- [PROVIDED DATA]
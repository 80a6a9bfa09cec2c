//! Version membership resolution.
//!
//! A repository version records its content in one of two ways. Newer
//! versions carry a snapshot: a JSON array of content ids on the version row.
//! Older versions only have add/remove events in `core_repositorycontent`,
//! where a unit is visible in version `N` if it was added at or before `N` and
//! not removed at or before `N`.
//!
//! [`select_strategy`] inspects the requested versions once per call and picks
//! a single representation for the whole batch. [`MembershipPredicate`] then
//! renders a `content_id IN (...)` condition for that representation.

use diesel::{dsl::count_star, prelude::*, sql_types::Bool, sqlite::Sqlite};
use serde::Serialize;
use tracing::trace;

use crate::{
    expr::{Col, Params},
    schema::core_repositoryversion as crv,
    traits::Expression,
};

/// A resolved `(repository, version number)` pair.
#[derive(Debug, Clone, PartialEq, Eq, Hash, Serialize)]
pub struct VersionRef {
    pub repository_id: String,
    pub number: i64,
}

impl VersionRef {
    pub fn new(repository_id: impl Into<String>, number: i64) -> Self {
        Self {
            repository_id: repository_id.into(),
            number,
        }
    }
}

/// How membership is resolved for one call.
#[derive(Debug, Clone, Copy, PartialEq, Eq)]
pub enum Strategy {
    /// Every requested version has a content id snapshot.
    Snapshot,
    /// At least one requested version predates snapshots.
    EventSourced,
}

impl std::fmt::Display for Strategy {
    fn fmt(&self, f: &mut std::fmt::Formatter<'_>) -> std::fmt::Result {
        let msg = match self {
            Strategy::Snapshot => "snapshot",
            Strategy::EventSourced => "event-sourced",
        };
        write!(f, "{msg}")
    }
}

type VersionFilter = Box<dyn BoxableExpression<crv::table, Sqlite, SqlType = Bool>>;

/// Picks the membership strategy for `versions`.
///
/// Counts the requested versions whose snapshot is missing. Zero means every
/// version can be resolved from its snapshot; anything else sends the whole
/// batch down the event-sourced path. An empty list needs no lookup.
pub fn select_strategy(conn: &mut SqliteConnection, versions: &[VersionRef]) -> QueryResult<Strategy> {
    let pairs = versions
        .iter()
        .map(|v| {
            Box::new(
                crv::repository_id
                    .eq(v.repository_id.clone())
                    .and(crv::number.eq(v.number)),
            ) as VersionFilter
        })
        .reduce(|acc, next| Box::new(acc.or(next)) as VersionFilter);

    let Some(pairs) = pairs else {
        return Ok(Strategy::Snapshot);
    };

    let missing: i64 = crv::table
        .filter(pairs)
        .filter(crv::content_ids.is_null())
        .select(count_star())
        .get_result(conn)?;

    let strategy = if missing == 0 {
        Strategy::Snapshot
    } else {
        Strategy::EventSourced
    };
    trace!(
        versions = versions.len(),
        missing_snapshots = missing,
        strategy = %strategy,
        "selected membership strategy"
    );

    Ok(strategy)
}

/// Condition that is true for a content id visible in at least one of the
/// requested versions.
///
/// The predicate holds no connection or parameter state, so it can be
/// rendered into both the count and the page query of one operation.
#[derive(Debug, Clone)]
pub struct MembershipPredicate {
    column: &'static str,
    strategy: Strategy,
    versions: Vec<VersionRef>,
}

impl MembershipPredicate {
    pub fn new<T>(column: Col<T>, strategy: Strategy, versions: Vec<VersionRef>) -> Self {
        Self {
            column: column.name,
            strategy,
            versions,
        }
    }

    /// Selects the strategy for `versions` and builds the predicate on `column`.
    pub fn resolve<T>(
        conn: &mut SqliteConnection,
        column: Col<T>,
        versions: &[VersionRef],
    ) -> QueryResult<Self> {
        let strategy = select_strategy(conn, versions)?;
        Ok(Self::new(column, strategy, versions.to_vec()))
    }

    pub fn strategy(&self) -> Strategy {
        self.strategy
    }

    pub fn is_empty(&self) -> bool {
        self.versions.is_empty()
    }

    fn pair_sql(&self, version: &VersionRef, params: &mut Params) -> String {
        let repo = params.bind(&version.repository_id);
        let number = params.bind(version.number);
        match self.strategy {
            Strategy::Snapshot => {
                format!("(crv.repository_id = {repo} AND crv.number = {number})")
            }
            Strategy::EventSourced => format!(
                "(crc.repository_id = {repo} AND crv.number <= {number} \
                 AND NOT (crv2.number <= {number} AND crv2.number IS NOT NULL))"
            ),
        }
    }
}

impl Expression for MembershipPredicate {
    fn to_sql(&self, params: &mut Params) -> String {
        if self.versions.is_empty() {
            return "0".to_string();
        }

        let pairs = self
            .versions
            .iter()
            .map(|v| self.pair_sql(v, params))
            .collect::<Vec<_>>()
            .join(" OR ");

        match self.strategy {
            Strategy::Snapshot => format!(
                "{} IN (SELECT je.value FROM core_repositoryversion crv, \
                 json_each(crv.content_ids) je \
                 WHERE crv.content_ids IS NOT NULL AND ({}))",
                self.column, pairs
            ),
            Strategy::EventSourced => format!(
                "{} IN (SELECT crc.content_id FROM core_repositorycontent crc \
                 INNER JOIN core_repositoryversion crv ON crv.pulp_id = crc.version_added_id \
                 LEFT OUTER JOIN core_repositoryversion crv2 ON crv2.pulp_id = crc.version_removed_id \
                 WHERE {})",
                self.column, pairs
            ),
        }
    }
}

- [PROBLEM TO WORK ON]
An exact reproduction of all the records is needed.

- [ANSWER TO THIS PROBLEM]
repository 80a6a9bfa09cec2c
//! Version membership resolution.
//!
//! A repository version records its content in one of two ways. Newer
//! versions carry a snapshot: a JSON array of content ids on the version row.
//! Older versions only have add/remove events in `core_repositorycontent`,
//! where a unit is visible in version `N` if it was added at or before `N` and
//! not removed at or before `N`.
//!
//! [`select_strategy`] inspects the requested versions once per call and picks
//! a single representation for the whole batch. [`MembershipPredicate`] then
//! renders a `content_id IN (...)` condition for that representation.

use diesel::{dsl::count_star, prelude::*, sql_types::Bool, sqlite::Sqlite};
use serde::Serialize;
use tracing::trace;

use crate::{
    expr::{Col, Params},
    schema::core_repositoryversion as crv,
    traits::Expression,
};

/// A resolved `(repository, version number)` pair.
#[derive(Debug, Clone, PartialEq, Eq, Hash, Serialize)]
pub struct VersionRef {
    pub repository_id: String,
    pub number: i64,
}

impl VersionRef {
    pub fn new(repository_id: impl Into<String>, number: i64) -> Self {
        Self {
            repository_id: repository_id.into(),
            number,
        }
    }
}

/// How membership is resolved for one call.
#[derive(Debug, Clone, Copy, PartialEq, Eq)]
pub enum Strategy {
    /// Every requested version has a content id snapshot.
    Snapshot,
    /// At least one requested version predates snapshots.
    EventSourced,
}

impl std::fmt::Display for Strategy {
    fn fmt(&self, f: &mut std::fmt::Formatter<'_>) -> std::fmt::Result {
        let msg = match self {
            Strategy::Snapshot => "snapshot",
            Strategy::EventSourced => "event-sourced",
        };
        write!(f, "{msg}")
    }
}

type VersionFilter = Box<dyn BoxableExpression<crv::table, Sqlite, SqlType = Bool>>;

/// Picks the membership strategy for `versions`.
///
/// Counts the requested versions whose snapshot is missing. Zero means every
/// version can be resolved from its snapshot; anything else sends the whole
/// batch down the event-sourced path. An empty list needs no lookup.
pub fn select_strategy(conn: &mut SqliteConnection, versions: &[VersionRef]) -> QueryResult<Strategy> {
    let pairs = versions
        .iter()
        .map(|v| {
            Box::new(
                crv::repository_id
                    .eq(v.repository_id.clone())
                    .and(crv::number.eq(v.number)),
            ) as VersionFilter
        })
        .reduce(|acc, next| Box::new(acc.or(next)) as VersionFilter);

    let Some(pairs) = pairs else {
        return Ok(Strategy::Snapshot);
    };

    let missing: i64 = crv::table
        .filter(pairs)
        .filter(crv::content_ids.is_null())
        .select(count_star())
        .get_result(conn)?;

    let strategy = if missing == 0 {
        Strategy::Snapshot
    } else {
        Strategy::EventSourced
    };
    trace!(
        versions = versions.len(),
        missing_snapshots = missing,
        strategy = %strategy,
        "selected membership strategy"
    );

    Ok(strategy)
}

/// Condition that is true for a content id visible in at least one of the
/// requested versions.
///
/// The predicate holds no connection or parameter state, so it can be
/// rendered into both the count and the page query of one operation.
#[derive(Debug, Clone)]
pub struct MembershipPredicate {
    column: &'static str,
    strategy: Strategy,
    versions: Vec<VersionRef>,
}

impl MembershipPredicate {
    pub fn new<T>(column: Col<T>, strategy: Strategy, versions: Vec<VersionRef>) -> Self {
        Self {
            column: column.name,
            strategy,
            versions,
        }
    }

    /// Selects the strategy for `versions` and builds the predicate on `column`.
    pub fn resolve<T>(
        conn: &mut SqliteConnection,
        column: Col<T>,
        versions: &[VersionRef],
    ) -> QueryResult<Self> {
        let strategy = select_strategy(conn, versions)?;
        Ok(Self::new(column, strategy, versions.to_vec()))
    }

    pub fn strategy(&self) -> Strategy {
        self.strategy
    }

    pub fn is_empty(&self) -> bool {
        self.versions.is_empty()
    }

    fn pair_sql(&self, version: &VersionRef, params: &mut Params) -> String {
        let repo = params.bind(&version.repository_id);
        let number = params.bind(version.number);
        match self.strategy {
            Strategy::Snapshot => {
                format!("(crv.repository_id = {repo} AND crv.number = {number})")
            }
            Strategy::EventSourced => format!(
                "(crc.repository_id = {repo} AND crv.number <= {number} \
                 AND NOT (crv2.number <= {number} AND crv2.number IS NOT NULL))"
            ),
        }
    }
}

impl Expression for MembershipPredicate {
    fn to_sql(&self, params: &mut Params) -> String {
        if self.versions.is_empty() {
            return "0".to_string();
        }

        let pairs = self
            .versions
            .iter()
            .map(|v| self.pair_sql(v, params))
            .collect::<Vec<_>>()
            .join(" OR ");

        match self.strategy {
            Strategy::Snapshot => format!(
                "{} IN (SELECT je.value FROM core_repositoryversion crv, \
                 json_each(crv.content_ids) je \
                 WHERE crv.content_ids IS NOT NULL AND ({}))",
                self.column, pairs
            ),
            Strategy::EventSourced => format!(
                "{} IN (SELECT crc.content_id FROM core_repositorycontent crc \
                 INNER JOIN core_repositoryversion crv ON crv.pulp_id = crc.version_added_id \
                 LEFT OUTER JOIN core_repositoryversion crv2 ON crv2.pulp_id = crc.version_removed_id \
                 WHERE {})",
                self.column, pairs
            ),
        }
    }
}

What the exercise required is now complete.